* Working data

Content starts

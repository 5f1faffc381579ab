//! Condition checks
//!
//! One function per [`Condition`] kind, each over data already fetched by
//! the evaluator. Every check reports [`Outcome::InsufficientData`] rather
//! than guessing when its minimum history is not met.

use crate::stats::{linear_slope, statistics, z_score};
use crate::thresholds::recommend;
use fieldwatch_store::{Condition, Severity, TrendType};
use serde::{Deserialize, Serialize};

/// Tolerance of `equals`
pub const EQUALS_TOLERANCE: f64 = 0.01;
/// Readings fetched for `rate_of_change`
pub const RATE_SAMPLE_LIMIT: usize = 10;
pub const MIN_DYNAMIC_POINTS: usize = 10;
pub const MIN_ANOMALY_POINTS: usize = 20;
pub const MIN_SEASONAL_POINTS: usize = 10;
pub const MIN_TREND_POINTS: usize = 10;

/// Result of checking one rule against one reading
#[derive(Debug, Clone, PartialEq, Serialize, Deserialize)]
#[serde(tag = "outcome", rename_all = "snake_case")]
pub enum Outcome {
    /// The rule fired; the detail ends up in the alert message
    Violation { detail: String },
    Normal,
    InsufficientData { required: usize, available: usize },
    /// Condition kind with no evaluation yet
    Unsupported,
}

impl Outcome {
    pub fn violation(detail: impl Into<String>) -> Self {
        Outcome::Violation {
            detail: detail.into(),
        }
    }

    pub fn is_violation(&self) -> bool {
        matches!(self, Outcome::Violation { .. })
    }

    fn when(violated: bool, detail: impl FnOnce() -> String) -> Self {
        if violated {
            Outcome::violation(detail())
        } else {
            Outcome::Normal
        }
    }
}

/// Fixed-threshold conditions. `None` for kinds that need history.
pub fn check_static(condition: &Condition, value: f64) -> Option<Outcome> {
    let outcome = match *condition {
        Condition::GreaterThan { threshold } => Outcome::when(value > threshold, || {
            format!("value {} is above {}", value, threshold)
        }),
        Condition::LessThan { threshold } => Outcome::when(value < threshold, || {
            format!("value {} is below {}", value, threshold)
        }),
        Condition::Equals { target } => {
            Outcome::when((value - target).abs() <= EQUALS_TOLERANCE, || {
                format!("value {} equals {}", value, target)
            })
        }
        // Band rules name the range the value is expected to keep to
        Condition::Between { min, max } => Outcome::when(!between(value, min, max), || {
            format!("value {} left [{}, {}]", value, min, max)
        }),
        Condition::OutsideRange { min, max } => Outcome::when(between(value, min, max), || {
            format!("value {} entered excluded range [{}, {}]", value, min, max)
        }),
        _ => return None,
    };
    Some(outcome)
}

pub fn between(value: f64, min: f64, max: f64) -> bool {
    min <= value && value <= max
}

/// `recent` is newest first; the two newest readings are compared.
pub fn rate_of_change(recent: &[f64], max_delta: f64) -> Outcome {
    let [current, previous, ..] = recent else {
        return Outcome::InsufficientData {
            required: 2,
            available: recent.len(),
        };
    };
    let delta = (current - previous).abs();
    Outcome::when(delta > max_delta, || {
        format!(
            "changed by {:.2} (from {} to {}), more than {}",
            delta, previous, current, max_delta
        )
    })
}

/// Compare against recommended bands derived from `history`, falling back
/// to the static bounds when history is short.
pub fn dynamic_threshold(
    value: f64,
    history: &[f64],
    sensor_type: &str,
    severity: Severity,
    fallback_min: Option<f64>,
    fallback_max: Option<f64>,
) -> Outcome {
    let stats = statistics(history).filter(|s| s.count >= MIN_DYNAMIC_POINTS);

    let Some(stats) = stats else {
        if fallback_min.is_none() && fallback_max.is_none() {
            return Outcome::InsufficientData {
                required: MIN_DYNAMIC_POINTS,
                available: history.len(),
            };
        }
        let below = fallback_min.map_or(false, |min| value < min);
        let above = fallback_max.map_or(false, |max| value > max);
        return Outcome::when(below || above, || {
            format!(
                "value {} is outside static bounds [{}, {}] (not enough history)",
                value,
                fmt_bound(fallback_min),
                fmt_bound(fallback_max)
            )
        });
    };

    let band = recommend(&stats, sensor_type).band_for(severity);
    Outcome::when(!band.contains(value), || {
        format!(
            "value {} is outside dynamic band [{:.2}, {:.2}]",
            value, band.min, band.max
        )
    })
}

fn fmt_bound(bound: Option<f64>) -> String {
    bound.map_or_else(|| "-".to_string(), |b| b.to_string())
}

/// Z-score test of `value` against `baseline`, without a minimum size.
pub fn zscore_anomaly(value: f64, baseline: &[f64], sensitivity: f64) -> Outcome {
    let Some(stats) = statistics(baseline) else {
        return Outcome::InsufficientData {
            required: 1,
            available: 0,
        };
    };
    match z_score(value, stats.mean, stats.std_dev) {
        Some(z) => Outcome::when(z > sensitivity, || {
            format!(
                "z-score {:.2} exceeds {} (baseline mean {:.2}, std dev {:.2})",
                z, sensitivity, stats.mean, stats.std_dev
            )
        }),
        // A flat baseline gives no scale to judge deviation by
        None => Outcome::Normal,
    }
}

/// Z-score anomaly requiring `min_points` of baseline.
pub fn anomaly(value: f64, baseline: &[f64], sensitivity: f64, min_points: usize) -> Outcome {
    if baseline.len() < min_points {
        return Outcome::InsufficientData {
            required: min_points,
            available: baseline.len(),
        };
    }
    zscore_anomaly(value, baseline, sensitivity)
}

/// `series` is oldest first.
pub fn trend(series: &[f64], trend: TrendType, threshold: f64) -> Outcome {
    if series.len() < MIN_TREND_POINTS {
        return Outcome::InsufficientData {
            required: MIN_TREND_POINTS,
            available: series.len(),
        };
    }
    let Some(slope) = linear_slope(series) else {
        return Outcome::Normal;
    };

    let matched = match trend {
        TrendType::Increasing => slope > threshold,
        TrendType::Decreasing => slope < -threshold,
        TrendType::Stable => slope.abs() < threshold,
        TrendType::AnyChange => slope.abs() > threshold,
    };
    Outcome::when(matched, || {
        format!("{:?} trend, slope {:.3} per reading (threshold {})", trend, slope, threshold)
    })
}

Content ends

Extract all the entries word for word.

* Solution for this exercise
repository 5f1faffc381579ab
//! Condition checks
//!
//! One function per [`Condition`] kind, each over data already fetched by
//! the evaluator. Every check reports [`Outcome::InsufficientData`] rather
//! than guessing when its minimum history is not met.

use crate::stats::{linear_slope, statistics, z_score};
use crate::thresholds::recommend;
use fieldwatch_store::{Condition, Severity, TrendType};
use serde::{Deserialize, Serialize};

/// Tolerance of `equals`
pub const EQUALS_TOLERANCE: f64 = 0.01;
/// Readings fetched for `rate_of_change`
pub const RATE_SAMPLE_LIMIT: usize = 10;
pub const MIN_DYNAMIC_POINTS: usize = 10;
pub const MIN_ANOMALY_POINTS: usize = 20;
pub const MIN_SEASONAL_POINTS: usize = 10;
pub const MIN_TREND_POINTS: usize = 10;

/// Result of checking one rule against one reading
#[derive(Debug, Clone, PartialEq, Serialize, Deserialize)]
#[serde(tag = "outcome", rename_all = "snake_case")]
pub enum Outcome {
    /// The rule fired; the detail ends up in the alert message
    Violation { detail: String },
    Normal,
    InsufficientData { required: usize, available: usize },
    /// Condition kind with no evaluation yet
    Unsupported,
}

impl Outcome {
    pub fn violation(detail: impl Into<String>) -> Self {
        Outcome::Violation {
            detail: detail.into(),
        }
    }

    pub fn is_violation(&self) -> bool {
        matches!(self, Outcome::Violation { .. })
    }

    fn when(violated: bool, detail: impl FnOnce() -> String) -> Self {
        if violated {
            Outcome::violation(detail())
        } else {
            Outcome::Normal
        }
    }
}

/// Fixed-threshold conditions. `None` for kinds that need history.
pub fn check_static(condition: &Condition, value: f64) -> Option<Outcome> {
    let outcome = match *condition {
        Condition::GreaterThan { threshold } => Outcome::when(value > threshold, || {
            format!("value {} is above {}", value, threshold)
        }),
        Condition::LessThan { threshold } => Outcome::when(value < threshold, || {
            format!("value {} is below {}", value, threshold)
        }),
        Condition::Equals { target } => {
            Outcome::when((value - target).abs() <= EQUALS_TOLERANCE, || {
                format!("value {} equals {}", value, target)
            })
        }
        // Band rules name the range the value is expected to keep to
        Condition::Between { min, max } => Outcome::when(!between(value, min, max), || {
            format!("value {} left [{}, {}]", value, min, max)
        }),
        Condition::OutsideRange { min, max } => Outcome::when(between(value, min, max), || {
            format!("value {} entered excluded range [{}, {}]", value, min, max)
        }),
        _ => return None,
    };
    Some(outcome)
}

pub fn between(value: f64, min: f64, max: f64) -> bool {
    min <= value && value <= max
}

/// `recent` is newest first; the two newest readings are compared.
pub fn rate_of_change(recent: &[f64], max_delta: f64) -> Outcome {
    let [current, previous, ..] = recent else {
        return Outcome::InsufficientData {
            required: 2,
            available: recent.len(),
        };
    };
    let delta = (current - previous).abs();
    Outcome::when(delta > max_delta, || {
        format!(
            "changed by {:.2} (from {} to {}), more than {}",
            delta, previous, current, max_delta
        )
    })
}

/// Compare against recommended bands derived from `history`, falling back
/// to the static bounds when history is short.
pub fn dynamic_threshold(
    value: f64,
    history: &[f64],
    sensor_type: &str,
    severity: Severity,
    fallback_min: Option<f64>,
    fallback_max: Option<f64>,
) -> Outcome {
    let stats = statistics(history).filter(|s| s.count >= MIN_DYNAMIC_POINTS);

    let Some(stats) = stats else {
        if fallback_min.is_none() && fallback_max.is_none() {
            return Outcome::InsufficientData {
                required: MIN_DYNAMIC_POINTS,
                available: history.len(),
            };
        }
        let below = fallback_min.map_or(false, |min| value < min);
        let above = fallback_max.map_or(false, |max| value > max);
        return Outcome::when(below || above, || {
            format!(
                "value {} is outside static bounds [{}, {}] (not enough history)",
                value,
                fmt_bound(fallback_min),
                fmt_bound(fallback_max)
            )
        });
    };

    let band = recommend(&stats, sensor_type).band_for(severity);
    Outcome::when(!band.contains(value), || {
        format!(
            "value {} is outside dynamic band [{:.2}, {:.2}]",
            value, band.min, band.max
        )
    })
}

fn fmt_bound(bound: Option<f64>) -> String {
    bound.map_or_else(|| "-".to_string(), |b| b.to_string())
}

/// Z-score test of `value` against `baseline`, without a minimum size.
pub fn zscore_anomaly(value: f64, baseline: &[f64], sensitivity: f64) -> Outcome {
    let Some(stats) = statistics(baseline) else {
        return Outcome::InsufficientData {
            required: 1,
            available: 0,
        };
    };
    match z_score(value, stats.mean, stats.std_dev) {
        Some(z) => Outcome::when(z > sensitivity, || {
            format!(
                "z-score {:.2} exceeds {} (baseline mean {:.2}, std dev {:.2})",
                z, sensitivity, stats.mean, stats.std_dev
            )
        }),
        // A flat baseline gives no scale to judge deviation by
        None => Outcome::Normal,
    }
}

/// Z-score anomaly requiring `min_points` of baseline.
pub fn anomaly(value: f64, baseline: &[f64], sensitivity: f64, min_points: usize) -> Outcome {
    if baseline.len() < min_points {
        return Outcome::InsufficientData {
            required: min_points,
            available: baseline.len(),
        };
    }
    zscore_anomaly(value, baseline, sensitivity)
}

/// `series` is oldest first.
pub fn trend(series: &[f64], trend: TrendType, threshold: f64) -> Outcome {
    if series.len() < MIN_TREND_POINTS {
        return Outcome::InsufficientData {
            required: MIN_TREND_POINTS,
            available: series.len(),
        };
    }
    let Some(slope) = linear_slope(series) else {
        return Outcome::Normal;
    };

    let matched = match trend {
        TrendType::Increasing => slope > threshold,
        TrendType::Decreasing => slope < -threshold,
        TrendType::Stable => slope.abs() < threshold,
        TrendType::AnyChange => slope.abs() > threshold,
    };
    Outcome::when(matched, || {
        format!("{:?} trend, slope {:.3} per reading (threshold {})", trend, slope, threshold)
    })
}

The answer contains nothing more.